Thos J. Barry, for plaintiffs.

Brandeis Dunbar & Mitter and Edw. F. McClennen, for defendant.

OPINION

KNOWLTON C.J.

This case comes before us on a report from the superior court submitting the question whether there was an error of the presiding justice in overruling the motion to dismiss, the answer in abatement, and demurrer filed by the defendant, and in ruling that the fifteenth paragraph of the contract between the plaintiffs and defendant, upon certain facts agreed, was not a bar to the prosecution of the action in this commonwealth. The contract referred to was entered into in Florence, Italy, where the defendant, a subject of the King of Italy, had his home, and where the plaintiffs citizens of the state of New York, elected a domicile by a provision of the contract. By it the defendant undertook to direct certain concerts, and direct and present certain operas, all composed by him, in the course of a tour through such parts of the United States and Canada as the plaintiffs should designate, covering a period of 15 weeks, for the sum of $4,000 per week, with sundry provisions for expenses, and the like and other stipulations prescribing the rights of the parties in various particulars, which it is unnecessary to state. The contract was in the Italian language, and according to the translated copy annexed to the plaintiffs' writ, it contains the following provisions: 'The present contract in its form and substance is regulated by the Italian laws by will of the parties concerned, and according to article nine of the Italian Civil Code. Whatever difference or question there might arise between the parties, including the agent, will be acted upon by the civil authorities of Florence, Italy. Maestro Mascagni reserves the right to direct action in New York for the payment of his recompense, and therefore he alone has the faculty to derogate the competence of the established contract.' The defendant moved to dismiss this suit, and answered in abatement, and demurred on the ground that, under this provision, our courts have no jurisdiction.

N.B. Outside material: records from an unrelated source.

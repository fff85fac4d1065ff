//! Piece model
//!
//! [`Piece`] is a closed tagged variant, one arm per kind. Move generation
//! dispatches on it with a single `match` per operation (see
//! [`crate::move_gen`]). Only pawns carry mutable state: whether they have
//! moved, which gates the double step. King and rook history lives on the
//! board as castling rights.

use std::fmt;
use std::str::FromStr;

use serde::{Deserialize, Serialize};

use crate::error::ChessEngineError;
use crate::types::Color;

/// Kind tag of a piece, serialized as its one-character letter
#[derive(Debug, Clone, Copy, PartialEq, Eq, Hash, Serialize, Deserialize)]
pub enum PieceKind {
    #[serde(rename = "p")]
    Pawn,
    #[serde(rename = "n")]
    Knight,
    #[serde(rename = "b")]
    Bishop,
    #[serde(rename = "r")]
    Rook,
    #[serde(rename = "q")]
    Queen,
    #[serde(rename = "k")]
    King,
}

impl PieceKind {
    pub fn tag(self) -> char {
        match self {
            PieceKind::Pawn => 'p',
            PieceKind::Knight => 'n',
            PieceKind::Bishop => 'b',
            PieceKind::Rook => 'r',
            PieceKind::Queen => 'q',
            PieceKind::King => 'k',
        }
    }

    /// Case-insensitive inverse of [`PieceKind::tag`]
    pub fn from_tag(tag: char) -> Option<PieceKind> {
        match tag.to_ascii_lowercase() {
            'p' => Some(PieceKind::Pawn),
            'n' => Some(PieceKind::Knight),
            'b' => Some(PieceKind::Bishop),
            'r' => Some(PieceKind::Rook),
            'q' => Some(PieceKind::Queen),
            'k' => Some(PieceKind::King),
            _ => None,
        }
    }
}

/// Pieces a pawn may promote to
#[derive(Debug, Clone, Copy, PartialEq, Eq, Hash, Serialize, Deserialize)]
pub enum PromotionKind {
    #[serde(rename = "n")]
    Knight,
    #[serde(rename = "b")]
    Bishop,
    #[serde(rename = "r")]
    Rook,
    #[serde(rename = "q")]
    Queen,
}

impl PromotionKind {
    pub const ALL: [PromotionKind; 4] = [
        PromotionKind::Knight,
        PromotionKind::Bishop,
        PromotionKind::Rook,
        PromotionKind::Queen,
    ];
}

impl From<PromotionKind> for PieceKind {
    fn from(kind: PromotionKind) -> Self {
        match kind {
            PromotionKind::Knight => PieceKind::Knight,
            PromotionKind::Bishop => PieceKind::Bishop,
            PromotionKind::Rook => PieceKind::Rook,
            PromotionKind::Queen => PieceKind::Queen,
        }
    }
}

impl FromStr for PromotionKind {
    type Err = ChessEngineError;

    /// Accepts the one-letter tag or the full piece name
    fn from_str(value: &str) -> Result<Self, Self::Err> {
        match value.to_ascii_lowercase().as_str() {
            "n" | "knight" => Ok(PromotionKind::Knight),
            "b" | "bishop" => Ok(PromotionKind::Bishop),
            "r" | "rook" => Ok(PromotionKind::Rook),
            "q" | "queen" => Ok(PromotionKind::Queen),
            _ => Err(ChessEngineError::InvalidPromotion {
                value: value.to_string(),
            }),
        }
    }
}

impl fmt::Display for PromotionKind {
    fn fmt(&self, f: &mut fmt::Formatter<'_>) -> fmt::Result {
        write!(f, "{}", PieceKind::from(*self).tag())
    }
}

/// A chess piece owned by exactly one board cell
#[derive(Debug, Clone, Copy, PartialEq, Eq, Hash)]
pub enum Piece {
    Pawn { color: Color, moved: bool },
    Knight(Color),
    Bishop(Color),
    Rook(Color),
    Queen(Color),
    King(Color),
}

impl Piece {
    /// Freshly constructed piece; pawns start unmoved
    pub fn new(kind: PieceKind, color: Color) -> Self {
        match kind {
            PieceKind::Pawn => Piece::Pawn {
                color,
                moved: false,
            },
            PieceKind::Knight => Piece::Knight(color),
            PieceKind::Bishop => Piece::Bishop(color),
            PieceKind::Rook => Piece::Rook(color),
            PieceKind::Queen => Piece::Queen(color),
            PieceKind::King => Piece::King(color),
        }
    }

    pub fn color(self) -> Color {
        match self {
            Piece::Pawn { color, .. } => color,
            Piece::Knight(color)
            | Piece::Bishop(color)
            | Piece::Rook(color)
            | Piece::Queen(color)
            | Piece::King(color) => color,
        }
    }

    pub fn kind(self) -> PieceKind {
        match self {
            Piece::Pawn { .. } => PieceKind::Pawn,
            Piece::Knight(_) => PieceKind::Knight,
            Piece::Bishop(_) => PieceKind::Bishop,
            Piece::Rook(_) => PieceKind::Rook,
            Piece::Queen(_) => PieceKind::Queen,
            Piece::King(_) => PieceKind::King,
        }
    }

    #[inline]
    pub fn is_kind(self, kind: PieceKind) -> bool {
        self.kind() == kind
    }

    /// FEN letter: uppercase for White, lowercase for Black
    pub fn fen_char(self) -> char {
        let tag = self.kind().tag();
        match self.color() {
            Color::White => tag.to_ascii_uppercase(),
            Color::Black => tag,
        }
    }

    /// Record that the piece has left its square. Only pawns care.
    pub fn mark_moved(&mut self) {
        if let Piece::Pawn { moved, .. } = self {
            *moved = true;
        }
    }
}

#[cfg(test)]
mod tests {
    use super::*;

    #[test]
    fn test_promotion_parses_tags_and_names() {
        assert_eq!("q".parse::<PromotionKind>(), Ok(PromotionKind::Queen));
        assert_eq!("Knight".parse::<PromotionKind>(), Ok(PromotionKind::Knight));
        assert!("k".parse::<PromotionKind>().is_err());
        assert!("pawn".parse::<PromotionKind>().is_err());
    }

    #[test]
    fn test_mark_moved_only_touches_pawns() {
        let mut pawn = Piece::new(PieceKind::Pawn, Color::White);
        pawn.mark_moved();
        assert_eq!(
            pawn,
            Piece::Pawn {
                color: Color::White,
                moved: true
            }
        );

        let mut rook = Piece::new(PieceKind::Rook, Color::Black);
        rook.mark_moved();
        assert_eq!(rook, Piece::Rook(Color::Black));
    }

    #[test]
    fn test_fen_char_case_follows_color() {
        assert_eq!(Piece::King(Color::White).fen_char(), 'K');
        assert_eq!(Piece::new(PieceKind::Knight, Color::Black).fen_char(), 'n');
    }
}
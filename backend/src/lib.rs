//! HTTP, SSE and WebSocket service for live two-player chess
//!
//! Rules live in `chess_engine`; this crate owns accounts, the lobby, the
//! live-match registry, push delivery and result storage.

pub mod api;
pub mod auth;
pub mod config;
pub mod error;
pub mod observers;
pub mod persistence;
pub mod protocol;
pub mod session;
pub mod stats;
pub mod stream;
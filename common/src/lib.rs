pub mod config;
pub mod engine;
pub mod preview;
pub mod schedule;
pub mod thermal;
pub mod types;

pub use config::FixtureConfig;
pub use engine::{LightEngine, SettingsUpdate, TickOutput};
pub use preview::PreviewSequencer;
pub use schedule::{HourOverride, ScheduleDelta, ScheduleTable, DEFAULT_DAY_CURVE, HOURS_PER_DAY};
pub use thermal::{sample_celsius, ThermalController, ADC_MAX};
pub use types::{Channel, ClockSample, FixtureStatus, OutputFrame, ThermalMode, DUTY_MAX};
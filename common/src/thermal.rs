use crate::config::FixtureConfig;
use crate::types::{ThermalMode, DUTY_MAX};

pub const ADC_MAX: u16 = 1023;

const KELVIN_OFFSET: f32 = 273.15;

/// Convert a raw ADC reading into a calibrated temperature using the
/// single-point beta approximation for the fixture's NTC divider.
///
/// Total over the whole ADC range: a shorted or open divider (raw 0 or
/// 1023) drives the divider math to an infinite or zero resistance,
/// which the approximation collapses to -273.15. Callers treat that as
/// an implausible-but-defined reading, never an error.
pub fn sample_celsius(config: &FixtureConfig, raw_adc: u16) -> f32 {
    let raw = f32::from(raw_adc.min(ADC_MAX));
    let voltage = (raw / f32::from(ADC_MAX)) * config.reference_mv;
    let resistance = ((config.reference_mv - voltage) * config.nominal_resistance_ohm) / voltage;

    let mut steinhart = (resistance / config.nominal_resistance_ohm).ln();
    steinhart /= config.beta_coefficient;
    steinhart += 1.0 / (config.nominal_temperature_c + KELVIN_OFFSET);
    1.0 / steinhart - KELVIN_OFFSET
}

/// Fan policy: Auto derives the duty from temperature, Manual pins it
/// to the last explicitly requested value.
#[derive(Debug, Clone, Copy, PartialEq, Eq)]
pub struct ThermalController {
    mode: ThermalMode,
    manual_duty: u16,
}

impl Default for ThermalController {
    fn default() -> Self {
        Self {
            mode: ThermalMode::Auto,
            manual_duty: 0,
        }
    }
}

impl ThermalController {
    pub fn mode(&self) -> ThermalMode {
        self.mode
    }

    pub fn manual_duty(&self) -> u16 {
        self.manual_duty
    }

    /// Fan duty for the current tick. Auto saturates below
    /// `temp_low_c` and above `temp_high_c` and maps linearly in
    /// between, truncating toward zero like the rest of the duty math.
    pub fn compute_fan_duty(&self, config: &FixtureConfig, temperature_c: f32) -> u16 {
        if self.mode == ThermalMode::Manual {
            return self.manual_duty;
        }

        if temperature_c > config.temp_high_c {
            DUTY_MAX
        } else if temperature_c < config.temp_low_c {
            0
        } else {
            let span = config.temp_high_c - config.temp_low_c;
            let duty = (temperature_c - config.temp_low_c) * f32::from(DUTY_MAX) / span;
            (duty as i32).clamp(0, i32::from(DUTY_MAX)) as u16
        }
    }

    /// Arbitrate a fan update from the settings API: zero returns the
    /// controller to Auto, anything else pins Manual at that duty.
    /// The duty is clamped to the output range here, at input time, so
    /// a stored manual value can never exceed what the PWM stage
    /// accepts.
    pub fn apply_override(&mut self, value: u16) {
        if value == 0 {
            self.mode = ThermalMode::Auto;
        } else {
            self.mode = ThermalMode::Manual;
            self.manual_duty = value.min(DUTY_MAX);
        }
    }
}
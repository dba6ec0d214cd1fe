/// Fast-forward simulation of the daily schedule: one virtual hour per
/// tick, a full day in 24 ticks, then back to real time on its own.
#[derive(Debug, Clone, Copy, Default, PartialEq, Eq)]
pub struct PreviewSequencer {
    state: PreviewState,
}

#[derive(Debug, Clone, Copy, Default, PartialEq, Eq)]
enum PreviewState {
    #[default]
    Idle,
    Running {
        next_hour: u8,
    },
}

impl PreviewSequencer {
    /// Begin a preview run at virtual hour 0. Re-triggering during a
    /// run restarts it from the top.
    pub fn start(&mut self) {
        self.state = PreviewState::Running { next_hour: 0 };
    }

    pub fn is_active(&self) -> bool {
        matches!(self.state, PreviewState::Running { .. })
    }

    /// Advance one tick. Returns the virtual hour to display, or
    /// `None` when idle. After hour 23 is handed out the run is over
    /// and the sequencer is idle again.
    pub fn advance(&mut self) -> Option<u8> {
        match self.state {
            PreviewState::Idle => None,
            PreviewState::Running { next_hour } => {
                self.state = if next_hour >= 23 {
                    PreviewState::Idle
                } else {
                    PreviewState::Running {
                        next_hour: next_hour + 1,
                    }
                };
                Some(next_hour)
            }
        }
    }
}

The construction and legal effect of a contract is governed by the lex loci contractus unless there is something in it indicating a different intention of the parties. O'Regan v. Cunard Company, 160 Mass. 356, 35 N.E. 1070, 39 Am. St. Rep. 484; Brockway v. American Express Co., 168 Mass. 257, 47 N.E. 87; Fonseca v. Cunard Company, 153 Mass. 553, 27 N.E. 665, 12 L. R. A. 340, 25 Am. St. Rep. 660. In re Missouri Steamship Company, 42 Ch. D. 321; Hamlyn v. Talisker Distillery, App. Cas. [1894] 202. This contract was made in Italy, where one of the parties had his permanent home, and the other a domicile elected by the terms of the contract. It was to be performed in part there, for the plaintiffs were to pay the defendant $7,000, 10 days before the time fixed for his departure from Cherbourg for the United States, but the further performance was to be in the United States. The intention of the parties that it should be governed by Italian laws was not left to inference, but was expressed in words.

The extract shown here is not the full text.